═════ Records provided ═════
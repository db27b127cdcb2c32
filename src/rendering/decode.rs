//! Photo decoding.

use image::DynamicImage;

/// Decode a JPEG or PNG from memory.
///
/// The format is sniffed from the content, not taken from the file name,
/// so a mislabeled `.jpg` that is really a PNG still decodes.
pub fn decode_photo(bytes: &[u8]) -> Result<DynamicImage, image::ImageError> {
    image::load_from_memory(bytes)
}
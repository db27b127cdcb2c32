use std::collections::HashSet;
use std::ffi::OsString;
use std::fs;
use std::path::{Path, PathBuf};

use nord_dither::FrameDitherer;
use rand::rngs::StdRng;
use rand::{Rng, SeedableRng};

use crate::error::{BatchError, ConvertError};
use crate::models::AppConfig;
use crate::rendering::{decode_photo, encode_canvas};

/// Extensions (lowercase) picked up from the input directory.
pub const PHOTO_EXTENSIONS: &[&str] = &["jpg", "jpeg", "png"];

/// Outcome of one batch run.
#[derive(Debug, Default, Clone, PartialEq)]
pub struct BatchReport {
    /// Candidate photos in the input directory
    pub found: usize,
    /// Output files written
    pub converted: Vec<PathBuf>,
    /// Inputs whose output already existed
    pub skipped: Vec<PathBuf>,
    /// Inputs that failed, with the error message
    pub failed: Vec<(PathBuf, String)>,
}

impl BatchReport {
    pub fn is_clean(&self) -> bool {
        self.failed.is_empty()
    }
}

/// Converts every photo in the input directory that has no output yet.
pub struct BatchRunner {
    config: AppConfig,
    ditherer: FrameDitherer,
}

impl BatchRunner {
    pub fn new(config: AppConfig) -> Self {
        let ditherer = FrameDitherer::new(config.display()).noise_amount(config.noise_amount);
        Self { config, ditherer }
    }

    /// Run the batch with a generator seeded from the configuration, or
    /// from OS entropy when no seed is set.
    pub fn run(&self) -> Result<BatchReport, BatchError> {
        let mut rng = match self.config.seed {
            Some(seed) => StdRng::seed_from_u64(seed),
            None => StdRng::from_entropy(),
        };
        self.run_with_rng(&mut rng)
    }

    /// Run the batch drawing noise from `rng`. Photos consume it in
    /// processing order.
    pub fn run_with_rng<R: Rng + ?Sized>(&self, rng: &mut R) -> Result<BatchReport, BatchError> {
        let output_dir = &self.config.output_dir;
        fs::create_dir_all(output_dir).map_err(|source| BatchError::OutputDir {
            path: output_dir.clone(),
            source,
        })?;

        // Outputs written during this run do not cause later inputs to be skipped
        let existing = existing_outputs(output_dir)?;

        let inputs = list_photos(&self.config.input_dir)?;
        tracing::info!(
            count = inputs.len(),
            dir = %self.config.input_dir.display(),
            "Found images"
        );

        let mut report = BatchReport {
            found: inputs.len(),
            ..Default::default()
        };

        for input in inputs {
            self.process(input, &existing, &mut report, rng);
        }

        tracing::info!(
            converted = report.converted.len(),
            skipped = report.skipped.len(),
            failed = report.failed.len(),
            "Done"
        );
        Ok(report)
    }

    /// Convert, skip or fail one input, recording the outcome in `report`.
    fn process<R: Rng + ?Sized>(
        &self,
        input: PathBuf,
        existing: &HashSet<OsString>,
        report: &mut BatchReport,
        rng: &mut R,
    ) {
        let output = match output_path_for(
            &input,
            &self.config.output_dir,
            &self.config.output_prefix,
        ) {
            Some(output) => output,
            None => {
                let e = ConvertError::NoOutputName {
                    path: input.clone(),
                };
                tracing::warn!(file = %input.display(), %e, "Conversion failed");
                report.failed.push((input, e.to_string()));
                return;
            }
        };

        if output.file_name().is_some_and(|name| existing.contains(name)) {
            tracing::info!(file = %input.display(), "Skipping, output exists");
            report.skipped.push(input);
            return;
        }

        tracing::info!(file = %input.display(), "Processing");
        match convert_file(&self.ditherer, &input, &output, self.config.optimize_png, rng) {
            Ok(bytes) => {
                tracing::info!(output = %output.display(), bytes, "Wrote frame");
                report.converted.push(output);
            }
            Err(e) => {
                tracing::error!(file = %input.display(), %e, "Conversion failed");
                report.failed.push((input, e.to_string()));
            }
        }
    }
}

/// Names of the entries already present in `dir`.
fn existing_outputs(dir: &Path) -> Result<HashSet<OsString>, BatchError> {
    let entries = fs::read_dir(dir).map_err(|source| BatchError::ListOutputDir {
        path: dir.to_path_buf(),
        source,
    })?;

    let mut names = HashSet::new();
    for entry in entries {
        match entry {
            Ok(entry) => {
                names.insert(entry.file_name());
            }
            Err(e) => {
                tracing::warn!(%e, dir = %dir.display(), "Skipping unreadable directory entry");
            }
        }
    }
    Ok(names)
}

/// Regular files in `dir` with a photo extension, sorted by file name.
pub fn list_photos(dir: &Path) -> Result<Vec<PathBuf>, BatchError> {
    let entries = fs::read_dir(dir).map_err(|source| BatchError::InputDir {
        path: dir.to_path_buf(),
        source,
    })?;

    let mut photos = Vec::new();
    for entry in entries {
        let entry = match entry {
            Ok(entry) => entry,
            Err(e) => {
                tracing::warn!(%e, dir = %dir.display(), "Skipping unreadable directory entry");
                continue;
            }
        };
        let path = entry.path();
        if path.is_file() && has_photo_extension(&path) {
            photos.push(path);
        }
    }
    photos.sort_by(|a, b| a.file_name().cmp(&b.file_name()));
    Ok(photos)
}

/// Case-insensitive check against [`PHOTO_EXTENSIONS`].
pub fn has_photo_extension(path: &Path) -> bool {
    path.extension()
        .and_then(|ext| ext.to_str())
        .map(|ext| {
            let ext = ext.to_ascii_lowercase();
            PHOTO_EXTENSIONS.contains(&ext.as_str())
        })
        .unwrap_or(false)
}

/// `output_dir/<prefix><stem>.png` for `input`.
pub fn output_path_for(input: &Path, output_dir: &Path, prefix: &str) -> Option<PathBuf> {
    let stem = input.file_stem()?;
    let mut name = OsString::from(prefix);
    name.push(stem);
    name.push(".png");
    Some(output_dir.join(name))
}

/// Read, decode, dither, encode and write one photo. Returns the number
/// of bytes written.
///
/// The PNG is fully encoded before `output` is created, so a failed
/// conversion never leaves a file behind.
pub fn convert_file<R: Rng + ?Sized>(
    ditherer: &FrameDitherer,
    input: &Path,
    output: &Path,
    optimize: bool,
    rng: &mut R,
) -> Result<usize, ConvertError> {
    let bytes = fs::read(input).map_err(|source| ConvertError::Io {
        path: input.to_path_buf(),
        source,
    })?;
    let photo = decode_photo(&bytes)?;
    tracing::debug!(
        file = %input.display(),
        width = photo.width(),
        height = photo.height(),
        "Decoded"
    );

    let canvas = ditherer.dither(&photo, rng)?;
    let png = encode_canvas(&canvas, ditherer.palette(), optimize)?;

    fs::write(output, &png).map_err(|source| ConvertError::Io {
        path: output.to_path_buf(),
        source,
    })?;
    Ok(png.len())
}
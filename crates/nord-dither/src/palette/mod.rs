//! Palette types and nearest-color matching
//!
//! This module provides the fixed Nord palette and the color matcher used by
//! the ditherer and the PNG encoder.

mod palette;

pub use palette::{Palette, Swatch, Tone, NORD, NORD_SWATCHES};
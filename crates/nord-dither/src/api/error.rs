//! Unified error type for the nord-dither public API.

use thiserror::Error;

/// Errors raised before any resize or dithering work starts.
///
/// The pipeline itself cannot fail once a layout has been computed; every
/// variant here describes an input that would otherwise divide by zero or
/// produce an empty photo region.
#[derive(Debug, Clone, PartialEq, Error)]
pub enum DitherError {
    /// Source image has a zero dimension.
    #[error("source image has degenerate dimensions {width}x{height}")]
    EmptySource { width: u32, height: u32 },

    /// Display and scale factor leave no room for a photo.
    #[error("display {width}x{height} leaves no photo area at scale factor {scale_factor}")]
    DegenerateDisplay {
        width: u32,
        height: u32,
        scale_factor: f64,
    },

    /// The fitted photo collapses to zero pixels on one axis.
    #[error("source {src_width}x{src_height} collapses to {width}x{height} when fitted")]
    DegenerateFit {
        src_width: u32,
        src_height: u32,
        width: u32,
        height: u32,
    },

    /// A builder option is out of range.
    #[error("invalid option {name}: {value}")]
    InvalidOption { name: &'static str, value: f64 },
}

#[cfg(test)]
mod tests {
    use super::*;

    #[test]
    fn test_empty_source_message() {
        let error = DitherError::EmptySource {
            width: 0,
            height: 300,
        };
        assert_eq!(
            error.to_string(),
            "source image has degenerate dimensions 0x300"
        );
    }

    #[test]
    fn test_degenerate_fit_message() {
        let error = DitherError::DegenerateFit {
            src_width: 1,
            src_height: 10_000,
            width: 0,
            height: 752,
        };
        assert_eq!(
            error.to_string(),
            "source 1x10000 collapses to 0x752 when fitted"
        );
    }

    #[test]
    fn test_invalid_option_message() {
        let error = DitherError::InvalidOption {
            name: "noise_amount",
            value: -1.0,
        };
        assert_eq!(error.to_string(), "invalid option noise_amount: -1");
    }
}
═════
═════ Records provided ═════
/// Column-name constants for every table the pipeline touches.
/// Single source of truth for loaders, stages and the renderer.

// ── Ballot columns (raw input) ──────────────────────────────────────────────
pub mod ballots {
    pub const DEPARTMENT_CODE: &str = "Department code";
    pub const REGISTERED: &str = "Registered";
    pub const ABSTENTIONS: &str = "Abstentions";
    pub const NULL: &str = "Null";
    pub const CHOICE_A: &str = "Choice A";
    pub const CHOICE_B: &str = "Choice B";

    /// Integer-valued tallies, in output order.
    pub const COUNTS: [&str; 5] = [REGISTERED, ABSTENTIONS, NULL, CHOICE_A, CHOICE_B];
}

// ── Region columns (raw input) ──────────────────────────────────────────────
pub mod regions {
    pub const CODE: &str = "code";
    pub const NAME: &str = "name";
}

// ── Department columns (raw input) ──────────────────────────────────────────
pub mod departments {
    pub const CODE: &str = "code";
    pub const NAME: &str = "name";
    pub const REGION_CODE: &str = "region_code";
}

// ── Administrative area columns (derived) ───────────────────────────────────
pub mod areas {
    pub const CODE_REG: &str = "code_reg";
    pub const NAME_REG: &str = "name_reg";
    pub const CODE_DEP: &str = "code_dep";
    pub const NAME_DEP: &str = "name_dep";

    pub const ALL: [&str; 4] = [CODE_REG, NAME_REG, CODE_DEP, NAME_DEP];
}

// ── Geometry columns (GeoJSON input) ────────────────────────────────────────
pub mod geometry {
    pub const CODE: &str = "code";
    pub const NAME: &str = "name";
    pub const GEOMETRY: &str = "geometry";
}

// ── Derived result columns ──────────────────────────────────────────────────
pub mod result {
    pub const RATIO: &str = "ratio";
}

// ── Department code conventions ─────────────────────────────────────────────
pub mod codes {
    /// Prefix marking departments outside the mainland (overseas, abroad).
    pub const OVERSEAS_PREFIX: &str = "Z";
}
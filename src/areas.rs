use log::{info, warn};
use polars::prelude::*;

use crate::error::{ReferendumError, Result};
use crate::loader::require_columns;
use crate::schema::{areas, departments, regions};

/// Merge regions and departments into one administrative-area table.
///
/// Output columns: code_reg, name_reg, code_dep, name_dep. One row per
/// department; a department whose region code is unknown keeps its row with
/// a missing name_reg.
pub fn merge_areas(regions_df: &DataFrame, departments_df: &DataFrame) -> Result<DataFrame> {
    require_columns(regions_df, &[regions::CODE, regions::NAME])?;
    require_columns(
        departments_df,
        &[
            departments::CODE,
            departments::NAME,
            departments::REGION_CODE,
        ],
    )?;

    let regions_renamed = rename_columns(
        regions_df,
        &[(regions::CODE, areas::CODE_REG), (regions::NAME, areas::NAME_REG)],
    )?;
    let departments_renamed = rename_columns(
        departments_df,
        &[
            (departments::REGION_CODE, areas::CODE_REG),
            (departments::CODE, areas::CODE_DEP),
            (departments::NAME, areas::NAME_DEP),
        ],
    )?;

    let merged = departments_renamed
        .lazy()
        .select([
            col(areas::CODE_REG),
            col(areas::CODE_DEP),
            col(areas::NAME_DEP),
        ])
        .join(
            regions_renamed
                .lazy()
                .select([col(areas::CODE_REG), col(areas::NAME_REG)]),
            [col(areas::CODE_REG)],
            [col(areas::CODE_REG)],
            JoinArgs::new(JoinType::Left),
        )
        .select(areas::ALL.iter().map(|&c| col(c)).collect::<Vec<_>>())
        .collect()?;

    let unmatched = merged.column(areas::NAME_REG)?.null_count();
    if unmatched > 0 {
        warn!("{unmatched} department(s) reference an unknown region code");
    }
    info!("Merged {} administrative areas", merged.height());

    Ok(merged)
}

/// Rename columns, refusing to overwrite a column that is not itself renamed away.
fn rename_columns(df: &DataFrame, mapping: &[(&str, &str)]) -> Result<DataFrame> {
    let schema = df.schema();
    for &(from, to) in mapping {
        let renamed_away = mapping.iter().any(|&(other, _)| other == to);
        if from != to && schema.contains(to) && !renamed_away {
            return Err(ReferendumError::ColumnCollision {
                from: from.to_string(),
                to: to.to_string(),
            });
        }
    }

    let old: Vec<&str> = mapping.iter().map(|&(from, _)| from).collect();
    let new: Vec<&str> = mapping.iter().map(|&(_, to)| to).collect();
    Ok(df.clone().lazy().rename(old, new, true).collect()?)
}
═════
═════ Records provided ═════
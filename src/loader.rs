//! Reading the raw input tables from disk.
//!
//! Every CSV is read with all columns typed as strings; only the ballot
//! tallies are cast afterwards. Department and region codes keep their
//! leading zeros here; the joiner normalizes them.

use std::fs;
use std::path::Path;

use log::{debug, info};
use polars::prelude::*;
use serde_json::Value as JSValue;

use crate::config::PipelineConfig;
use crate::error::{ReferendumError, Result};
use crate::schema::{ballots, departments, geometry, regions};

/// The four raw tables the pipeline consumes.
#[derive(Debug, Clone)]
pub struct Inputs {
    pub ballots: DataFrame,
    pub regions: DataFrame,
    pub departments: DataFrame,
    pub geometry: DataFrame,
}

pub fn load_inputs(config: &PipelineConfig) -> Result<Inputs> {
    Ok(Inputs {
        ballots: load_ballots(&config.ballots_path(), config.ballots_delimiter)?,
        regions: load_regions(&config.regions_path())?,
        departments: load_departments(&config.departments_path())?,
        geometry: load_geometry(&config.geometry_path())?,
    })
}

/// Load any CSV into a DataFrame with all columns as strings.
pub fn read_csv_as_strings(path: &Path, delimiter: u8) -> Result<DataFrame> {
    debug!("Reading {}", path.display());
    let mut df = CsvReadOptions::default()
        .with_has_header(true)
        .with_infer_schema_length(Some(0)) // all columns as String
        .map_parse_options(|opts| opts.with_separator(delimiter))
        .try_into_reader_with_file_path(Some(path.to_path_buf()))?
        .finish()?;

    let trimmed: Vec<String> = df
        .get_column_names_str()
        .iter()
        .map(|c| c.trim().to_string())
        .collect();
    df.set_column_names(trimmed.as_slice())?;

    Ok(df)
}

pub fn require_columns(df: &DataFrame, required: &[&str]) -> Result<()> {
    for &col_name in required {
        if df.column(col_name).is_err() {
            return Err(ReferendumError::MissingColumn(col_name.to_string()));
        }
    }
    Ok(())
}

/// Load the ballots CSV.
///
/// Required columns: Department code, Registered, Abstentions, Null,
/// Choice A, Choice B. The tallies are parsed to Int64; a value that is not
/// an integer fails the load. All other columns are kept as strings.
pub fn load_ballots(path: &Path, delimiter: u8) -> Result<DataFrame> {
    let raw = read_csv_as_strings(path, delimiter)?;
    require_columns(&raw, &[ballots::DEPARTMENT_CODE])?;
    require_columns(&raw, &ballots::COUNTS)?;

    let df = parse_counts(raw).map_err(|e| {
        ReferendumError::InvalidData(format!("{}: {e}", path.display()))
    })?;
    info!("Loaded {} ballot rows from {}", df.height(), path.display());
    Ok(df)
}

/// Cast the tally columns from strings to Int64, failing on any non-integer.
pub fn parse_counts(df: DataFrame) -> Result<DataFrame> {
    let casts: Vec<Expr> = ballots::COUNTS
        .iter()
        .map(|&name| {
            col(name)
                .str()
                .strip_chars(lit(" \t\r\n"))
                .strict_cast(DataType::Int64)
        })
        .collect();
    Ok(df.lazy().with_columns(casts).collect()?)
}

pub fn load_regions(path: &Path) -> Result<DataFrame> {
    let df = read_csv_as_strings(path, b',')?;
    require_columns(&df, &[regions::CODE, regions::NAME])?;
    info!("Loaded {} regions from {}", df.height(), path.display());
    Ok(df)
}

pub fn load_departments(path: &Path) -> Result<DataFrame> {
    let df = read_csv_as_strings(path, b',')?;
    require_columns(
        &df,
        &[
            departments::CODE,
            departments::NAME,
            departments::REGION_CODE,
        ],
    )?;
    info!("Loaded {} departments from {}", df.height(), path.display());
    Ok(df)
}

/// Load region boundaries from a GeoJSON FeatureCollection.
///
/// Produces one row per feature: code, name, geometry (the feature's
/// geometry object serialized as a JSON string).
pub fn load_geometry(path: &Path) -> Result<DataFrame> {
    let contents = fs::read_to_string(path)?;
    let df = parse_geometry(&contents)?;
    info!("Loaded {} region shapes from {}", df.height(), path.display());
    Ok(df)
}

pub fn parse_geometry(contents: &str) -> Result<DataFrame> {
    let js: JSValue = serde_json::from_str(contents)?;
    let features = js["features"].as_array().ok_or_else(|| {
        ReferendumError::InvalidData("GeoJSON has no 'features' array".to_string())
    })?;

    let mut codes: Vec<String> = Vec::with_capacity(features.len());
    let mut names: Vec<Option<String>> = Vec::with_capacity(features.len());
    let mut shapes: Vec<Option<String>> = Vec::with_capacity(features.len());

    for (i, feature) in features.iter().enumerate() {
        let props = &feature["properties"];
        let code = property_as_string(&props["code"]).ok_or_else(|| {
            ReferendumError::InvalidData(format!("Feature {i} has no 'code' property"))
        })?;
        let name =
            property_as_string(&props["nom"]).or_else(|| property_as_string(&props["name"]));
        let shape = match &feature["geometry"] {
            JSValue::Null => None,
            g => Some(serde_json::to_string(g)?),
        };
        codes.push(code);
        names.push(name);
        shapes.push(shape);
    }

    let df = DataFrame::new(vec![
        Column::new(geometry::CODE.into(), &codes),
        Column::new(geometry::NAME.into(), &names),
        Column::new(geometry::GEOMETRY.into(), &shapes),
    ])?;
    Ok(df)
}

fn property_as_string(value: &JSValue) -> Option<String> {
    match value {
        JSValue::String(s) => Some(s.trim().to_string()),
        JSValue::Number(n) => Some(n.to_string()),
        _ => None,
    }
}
═════
### Your objective:
Scan the material for "bool" and copy the lines that hold it.

### The completed task:
    pub fn is_clean(&self) -> bool {
pub fn has_photo_extension(path: &Path) -> bool {
    optimize: bool,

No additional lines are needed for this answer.